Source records
◆ ◆ ◆

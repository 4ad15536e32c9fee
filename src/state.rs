//! Read-only view of the game state and the intent channel back to the
//! rules engine.
//!
//! The rules/AI engine is an external collaborator: it overwrites the
//! [`GameSnapshot`] resource whenever the game advances and consumes
//! [`GameIntent`] events sent by the UI. Nothing in this crate mutates the
//! snapshot; every module downstream only reads it.
use bevy::prelude::{Plugin as BevyPlugin, *};
#[cfg(feature = "debug")]
use bevy_inspector_egui::Inspectable;

/// A player mark on the board. The AI always plays [`Mark::Nought`].
#[cfg_attr(feature = "debug", derive(Inspectable))]
#[derive(Clone, Copy, PartialEq, Eq, Debug)]
pub enum Mark {
    Cross,
    Nought,
}

/// How a finished game ended.
#[derive(Clone, Copy, PartialEq, Eq, Debug)]
pub enum Outcome {
    Won(Mark),
    Draw,
}

#[derive(Clone, Copy, PartialEq, Eq, Debug)]
pub enum GameMode {
    VsHuman,
    VsAi,
}

/// Win/draw tallies across successive games.
#[derive(Clone, Copy, PartialEq, Eq, Debug, Default)]
pub struct Score {
    pub cross: u32,
    pub nought: u32,
    pub draws: u32,
}

/// Immutable view of the game at one instant, owned by the rules engine.
///
/// `board` holds 9 cells for levels 1 to 3, in row-major order. Levels 2
/// and 3 are morris-style: after placement, moves vacate one cell and
/// occupy another within the same snapshot transition.
#[derive(Clone, PartialEq, Debug)]
pub struct GameSnapshot {
    pub board: Vec<Option<Mark>>,
    pub current_player: Mark,
    pub winner: Option<Outcome>,
    pub game_mode: GameMode,
    pub game_level: u8,
    pub score: Score,
    pub coins: u32,
    pub is_game_active: bool,
}
impl Default for GameSnapshot {
    fn default() -> Self {
        Self {
            board: vec![None; 9],
            current_player: Mark::Cross,
            winner: None,
            game_mode: GameMode::VsAi,
            game_level: 1,
            score: Score::default(),
            coins: 0,
            is_game_active: true,
        }
    }
}
impl GameSnapshot {
    pub fn occupied_cells(&self) -> usize {
        self.board.iter().filter(|c| c.is_some()).count()
    }
}

/// Rule mutation requests, sent by the UI and consumed by the rules engine.
#[derive(Clone, Copy, PartialEq, Eq, Debug)]
pub enum GameIntent {
    ResetGame,
    SetGameLevel(u8),
    Play(usize),
}

pub struct Plugin;
impl BevyPlugin for Plugin {
    fn build(&self, app: &mut App) {
        app.init_resource::<GameSnapshot>().add_event::<GameIntent>();
    }
}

◆ ◆ ◆

For every line in the entries above that contains "sent", add one to a count, and give that number by itself.

* _Task result_: 2